- **Records for the exercise**:
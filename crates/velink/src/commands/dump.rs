//! Tree dump.

use tabled::Tabled;
use velink_core::{ItemPath, ItemSnapshot, SessionHandle};

use crate::cli::{DumpArgs, GlobalOpts};
use crate::error::CliError;
use crate::output;

use super::util;

// ── Table row ───────────────────────────────────────────────────────

#[derive(Tabled)]
pub(super) struct ItemRow {
    #[tabled(rename = "Path")]
    path: String,
    #[tabled(rename = "Value")]
    value: String,
    #[tabled(rename = "State")]
    state: String,
    #[tabled(rename = "Updated")]
    updated: String,
}

impl ItemRow {
    pub(super) fn new(s: &ItemSnapshot, color: bool) -> Self {
        Self {
            path: s.path.to_string(),
            value: s.text.clone(),
            state: output::liveness(s.live, color),
            updated: s
                .updated_at
                .map(|t| t.format("%H:%M:%S").to_string())
                .unwrap_or_default(),
        }
    }
}

pub async fn handle(
    handle: &SessionHandle,
    args: DumpArgs,
    global: &GlobalOpts,
) -> Result<(), CliError> {
    util::connect(handle, global, args.settle).await?;

    let prefix = args
        .prefix
        .as_deref()
        .map_or_else(ItemPath::root, ItemPath::parse);
    let items: Vec<ItemSnapshot> = handle
        .dump(&prefix)
        .await?
        .into_iter()
        .filter(|s| args.all || s.value.is_valid())
        .collect();

    let color = output::should_color(&global.color);
    let out = output::render_list(
        &global.output,
        &items,
        |s| ItemRow::new(s, color),
        |s| format!("{} {}", s.path, s.text),
    )?;
    output::print_output(&out, global.quiet);
    Ok(())
}
use std::sync::Arc;

use indexmap::IndexMap;
use parking_lot::Mutex;
use tokio::sync::mpsc;
use tracing::trace;

use super::{Comparator, Listeners, ModelEvent, ModelHandle, ModelState, Rebuild, Row};
use crate::bus::{Scope, SubscriptionGuard};
use crate::model::{ItemPath, Value};
use crate::tree::{Item, ItemId, ItemTree, TreeEvent};

/// Live list of the direct children of one item, in insertion order.
#[derive(Debug)]
pub struct ChildModel {
    path: ItemPath,
    inner: Arc<Mutex<ChildState>>,
    _subscription: SubscriptionGuard,
}

#[derive(Debug)]
struct ChildState {
    parent: ItemId,
    depth: usize,
    rows: IndexMap<ItemId, Row>,
    state: ModelState,
    listeners: Listeners,
}

impl ChildModel {
    /// Build the model over `path` (resolved if absent) and start tracking.
    pub fn attach(tree: &mut ItemTree, path: &ItemPath) -> Self {
        let parent = tree.resolve(path);
        let inner = Arc::new(Mutex::new(ChildState {
            parent,
            depth: path.len(),
            rows: IndexMap::new(),
            state: ModelState::Empty,
            listeners: Listeners::default(),
        }));
        inner.lock().populate(tree);

        let sink = Arc::clone(&inner);
        let id = tree
            .bus()
            .subscribe(parent, Scope::Subtree, move |event, tree| {
                sink.lock().on_event(event, tree);
            });
        Self {
            path: path.clone(),
            inner,
            _subscription: tree.bus().guard(id),
        }
    }

    pub fn path(&self) -> &ItemPath {
        &self.path
    }

    pub fn state(&self) -> ModelState {
        self.inner.lock().state
    }

    pub fn len(&self) -> usize {
        self.inner.lock().rows.len()
    }

    pub fn is_empty(&self) -> bool {
        self.len() == 0
    }

    pub fn rows(&self) -> Vec<Row> {
        self.inner.lock().rows.values().cloned().collect()
    }

    pub fn row(&self, index: usize) -> Option<Row> {
        self.inner
            .lock()
            .rows
            .get_index(index)
            .map(|(_, row)| row.clone())
    }

    pub fn index_of(&self, path: &ItemPath) -> Option<usize> {
        self.inner
            .lock()
            .rows
            .values()
            .position(|row| &row.path == path)
    }

    /// Receive row events from now on.
    pub fn events(&self) -> mpsc::UnboundedReceiver<ModelEvent> {
        self.inner.lock().listeners.subscribe()
    }

    /// Drop all rows, emit `Reset` and rebuild from the tree.
    pub fn reset(&self, tree: &ItemTree) {
        self.inner.lock().rebuild(tree);
    }

    pub fn handle(&self) -> ModelHandle {
        let inner: Arc<dyn Rebuild> = self.inner.clone();
        ModelHandle(Arc::downgrade(&inner))
    }
}

/// Child models keep arrival order; a comparator does not apply.
impl Rebuild for Mutex<ChildState> {
    fn rebuild(&self, tree: &ItemTree, _comparator: Option<Comparator>) {
        self.lock().rebuild(tree);
    }
}

impl ChildState {
    fn rebuild(&mut self, tree: &ItemTree) {
        self.rows.clear();
        self.state = ModelState::Empty;
        self.listeners.emit(&ModelEvent::Reset);
        self.populate(tree);
    }

    fn populate(&mut self, tree: &ItemTree) {
        for (id, item) in tree.children(self.parent) {
            self.rows.insert(id, child_row(id, item, tree));
        }
        if !self.rows.is_empty() {
            self.state = ModelState::Populated;
        }
    }

    fn on_event(&mut self, event: &TreeEvent, tree: &ItemTree) {
        match event {
            TreeEvent::ChildAdded { parent, child, .. } if *parent == self.parent => {
                let Some(item) = tree.item(*child) else {
                    return;
                };
                let row = child_row(*child, item, tree);
                let index = self.rows.len();
                self.rows.insert(*child, row.clone());
                self.state = ModelState::Populated;
                trace!(index, path = %row.path, "child row inserted");
                self.listeners.emit(&ModelEvent::RowInserted { index, row });
            }
            TreeEvent::ChildRemoved { parent, path } if *parent == self.parent => {
                let Some(index) = self.rows.values().position(|row| &row.path == path) else {
                    return;
                };
                self.rows.shift_remove_index(index);
                self.listeners.emit(&ModelEvent::RowRemoved {
                    index,
                    path: path.clone(),
                });
            }
            _ => self.refresh(event.path(), tree),
        }
    }

    /// Recompute the row that `path` lies in, if any.
    fn refresh(&mut self, path: &ItemPath, tree: &ItemTree) {
        if path.len() <= self.depth {
            return;
        }
        let row_path = path.truncated(self.depth + 1);
        let Some(id) = tree.lookup(&row_path) else {
            return;
        };
        let Some(index) = self.rows.get_index_of(&id) else {
            return;
        };
        let Some(item) = tree.item(id) else {
            return;
        };
        let row = child_row(id, item, tree);
        if let Some(slot) = self.rows.get_mut(&id) {
            if *slot == row {
                return;
            }
            *slot = row.clone();
        }
        self.listeners.emit(&ModelEvent::RowUpdated { index, row });
    }
}

fn child_row(id: ItemId, item: &Item, tree: &ItemTree) -> Row {
    Row {
        item: id,
        path: item.path().clone(),
        value: item.value().clone(),
        live: node_live(item, tree),
        key: Value::Invalid,
        cells: Vec::new(),
    }
}

/// A node is live if it or one of its direct children is backed by a
/// producer. Grouping nodes like `battery/ttyO1` carry no value of their own.
pub(super) fn node_live(item: &Item, tree: &ItemTree) -> bool {
    item.is_live()
        || item
            .children()
            .any(|(_, id)| tree.item(id).is_some_and(Item::is_live))
}

#[cfg(test)]
#[allow(clippy::unwrap_used)]
mod tests {
    use super::*;
    use crate::tree::Mutation;

    fn p(s: &str) -> ItemPath {
        ItemPath::parse(s)
    }

    #[test]
    fn lists_existing_and_new_children_in_insertion_order() {
        let mut tree = ItemTree::new();
        tree.apply(Mutation::value_changed("tank/fresh/level", 40.0))
            .unwrap();
        let model = ChildModel::attach(&mut tree, &p("tank"));
        assert_eq!(model.state(), ModelState::Populated);
        let mut events = model.events();

        tree.apply(Mutation::value_changed("tank/waste/level", 10.0))
            .unwrap();

        let paths: Vec<String> = model.rows().iter().map(|r| r.path.to_string()).collect();
        assert_eq!(paths, vec!["tank/fresh", "tank/waste"]);
        match events.try_recv().unwrap() {
            ModelEvent::RowInserted { index, row } => {
                assert_eq!(index, 1);
                assert!(row.live);
            }
            other => panic!("unexpected {other:?}"),
        }
    }

    #[test]
    fn value_change_updates_row_in_place() {
        let mut tree = ItemTree::new();
        tree.apply(Mutation::value_changed("settings/a", 1_i64))
            .unwrap();
        tree.apply(Mutation::value_changed("settings/b", 2_i64))
            .unwrap();
        let model = ChildModel::attach(&mut tree, &p("settings"));
        let mut events = model.events();

        tree.apply(Mutation::value_changed("settings/b", 3_i64))
            .unwrap();
        tree.apply(Mutation::value_changed("settings/b", 3_i64))
            .unwrap();

        match events.try_recv().unwrap() {
            ModelEvent::RowUpdated { index, row } => {
                assert_eq!(index, 1);
                assert_eq!(row.value, Value::Int(3));
            }
            other => panic!("unexpected {other:?}"),
        }
        assert!(events.try_recv().is_err());
    }

    #[test]
    fn removal_emits_row_removed() {
        let mut tree = ItemTree::new();
        for name in ["a", "b", "c"] {
            tree.apply(Mutation::ItemAdded {
                path: p(&format!("devices/{name}")),
            })
            .unwrap();
        }
        let model = ChildModel::attach(&mut tree, &p("devices"));
        let mut events = model.events();

        tree.apply(Mutation::ItemRemoved {
            path: p("devices/b"),
        })
        .unwrap();

        assert_eq!(
            events.try_recv().unwrap(),
            ModelEvent::RowRemoved {
                index: 1,
                path: p("devices/b")
            }
        );
        assert_eq!(model.len(), 2);
        assert_eq!(model.index_of(&p("devices/c")), Some(1));
    }

    #[test]
    fn empty_stays_populated_until_reset() {
        let mut tree = ItemTree::new();
        let model = ChildModel::attach(&mut tree, &p("grid"));
        assert_eq!(model.state(), ModelState::Empty);

        tree.apply(Mutation::ItemAdded { path: p("grid/x") }).unwrap();
        tree.apply(Mutation::ItemRemoved { path: p("grid/x") })
            .unwrap();
        assert!(model.is_empty());
        assert_eq!(model.state(), ModelState::Populated);

        model.reset(&tree);
        assert_eq!(model.state(), ModelState::Empty);
    }

    #[test]
    fn dropping_the_model_unsubscribes() {
        let mut tree = ItemTree::new();
        let model = ChildModel::attach(&mut tree, &p("solar"));
        assert_eq!(tree.bus().len(), 1);
        drop(model);
        assert!(tree.bus().is_empty());
    }
}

- **About this task**:
Your task is to quote the lines above, beginning with the first and ending with the one that holds "pub(super) fn new(s: &ItemSnapshot, color: bool)".

- **Output below**:
filename crates/velink/src/commands/dump.rs
//! Tree dump.

use tabled::Tabled;
use velink_core::{ItemPath, ItemSnapshot, SessionHandle};

use crate::cli::{DumpArgs, GlobalOpts};
use crate::error::CliError;
use crate::output;

use super::util;

// ── Table row ───────────────────────────────────────────────────────

#[derive(Tabled)]
pub(super) struct ItemRow {
    #[tabled(rename = "Path")]
    path: String,
    #[tabled(rename = "Value")]
    value: String,
    #[tabled(rename = "State")]
    state: String,
    #[tabled(rename = "Updated")]
    updated: String,
}

impl ItemRow {
    pub(super) fn new(s: &ItemSnapshot, color: bool) -> Self {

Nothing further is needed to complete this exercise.